Two settlements of internally displaced people (IDP) in Georgia.
Internal displacement for Georgia is not a new problem. While people displaced by the August 2008 war over South Ossetia are still displaced now, IDPs from Abkhazia have been displaced for almost 24 years and IDPs from Tskhinvali town in South Ossetia for about 26 years. In Georgia, as in many other parts of the former Soviet Union, the breakdown of the USSR and rapid deterioration in socio-economic conditions were accompanied by changes in the distribution of power among different groups, including among ethnic elites and within political circles.

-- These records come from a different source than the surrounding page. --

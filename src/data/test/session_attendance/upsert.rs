use super::*;

/// Tests confirming attendance without a prior row.
///
/// Expected: Ok with a new row holding the confirmed mark
#[tokio::test]
async fn creates_row_on_first_confirm() -> Result<(), DbErr> {
    let test = TestBuilder::new()
        .with_schedule_tables()
        .build()
        .await
        .unwrap();
    let db = test.db.as_ref().unwrap();

    let user = factory::create_user(db).await?;
    let game = factory::create_game(db).await?;
    let session = factory::create_session(db, game.id).await?;

    let repo = SessionAttendanceRepository::new(db);
    let row = repo.upsert(user.id, session.id, Some(true)).await?;

    assert_eq!(row.user_id, user.id);
    assert_eq!(row.session_id, session.id);
    assert_eq!(row.confirm_assist, Some(true));

    Ok(())
}

/// Tests confirming attendance over an existing declined mark.
///
/// Expected: Ok with the mark replaced and still a single row
#[tokio::test]
async fn replaces_existing_mark() -> Result<(), DbErr> {
    let test = TestBuilder::new()
        .with_schedule_tables()
        .build()
        .await
        .unwrap();
    let db = test.db.as_ref().unwrap();

    let user = factory::create_user(db).await?;
    let game = factory::create_game(db).await?;
    let session = factory::create_session(db, game.id).await?;

    let repo = SessionAttendanceRepository::new(db);
    repo.upsert(user.id, session.id, Some(false)).await?;
    let row = repo.upsert(user.id, session.id, Some(true)).await?;

    assert_eq!(row.confirm_assist, Some(true));

    let rows = repo.find_by_session(session.id).await?;
    assert_eq!(rows.len(), 1);

    Ok(())
}
//! Session factory for creating test play sessions.

use crate::factory::helpers::next_id;
use chrono::Utc;
use sea_orm::{ActiveModelTrait, ActiveValue, DatabaseConnection, DbErr};
use uuid::Uuid;

/// Factory for creating test sessions with customizable fields.
pub struct SessionFactory<'a> {
    db: &'a DatabaseConnection,
    game_id: Uuid,
    name: String,
    datetime: Option<chrono::DateTime<Utc>>,
    place: Option<String>,
}

impl<'a> SessionFactory<'a> {
    /// Creates a new SessionFactory with default values.
    ///
    /// Defaults:
    /// - name: `"Session {n}"` where n is auto-incremented
    /// - datetime: now
    /// - place: `None`
    pub fn new(db: &'a DatabaseConnection, game_id: Uuid) -> Self {
        let n = next_id();
        Self {
            db,
            game_id,
            name: format!("Session {}", n),
            datetime: Some(Utc::now()),
            place: None,
        }
    }

    /// Sets the name for the session.
    pub fn name(mut self, name: impl Into<String>) -> Self {
        self.name = name.into();
        self
    }

    /// Sets the scheduled time for the session.
    pub fn datetime(mut self, datetime: chrono::DateTime<Utc>) -> Self {
        self.datetime = Some(datetime);
        self
    }

    /// Sets the meeting place for the session.
    pub fn place(mut self, place: impl Into<String>) -> Self {
        self.place = Some(place.into());
        self
    }

    /// Builds and inserts the session entity into the database.
    pub async fn build(self) -> Result<entity::session::Model, DbErr> {
        entity::session::ActiveModel {
            id: ActiveValue::Set(Uuid::new_v4()),
            game_id: ActiveValue::Set(self.game_id),
            name: ActiveValue::Set(self.name),
            is_presential: ActiveValue::Set(None),
            datetime: ActiveValue::Set(self.datetime),
            place: ActiveValue::Set(self.place),
            observations: ActiveValue::Set(None),
        }
        .insert(self.db)
        .await
    }
}

/// Creates a session with default values for the given game.
pub async fn create_session(
    db: &DatabaseConnection,
    game_id: Uuid,
) -> Result<entity::session::Model, DbErr> {
    SessionFactory::new(db, game_id).build().await
}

Extreme tension in two regions of Georgia – Tskhinvali region in the north (1991-92) and Abkhazia in the west (1992-93), both bordering on Russia – led to open clashes and bloody armed conflicts and resulted in displacement for more than 300,000 persons, mainly of Georgian origin and mainly to internal regions of Georgia. In 2008, a new war between Georgia and Russia displaced more than 135,000 people, of whom approximately 26,000 could not return to their native lands due to Russian military presence and the total destruction of their villages. Currently, according to data from the Georgian Ministry of IDPs from the Occupied Territories, Accommodation and Refugees, there are 88,499 IDP families, comprising more than 270,000 people.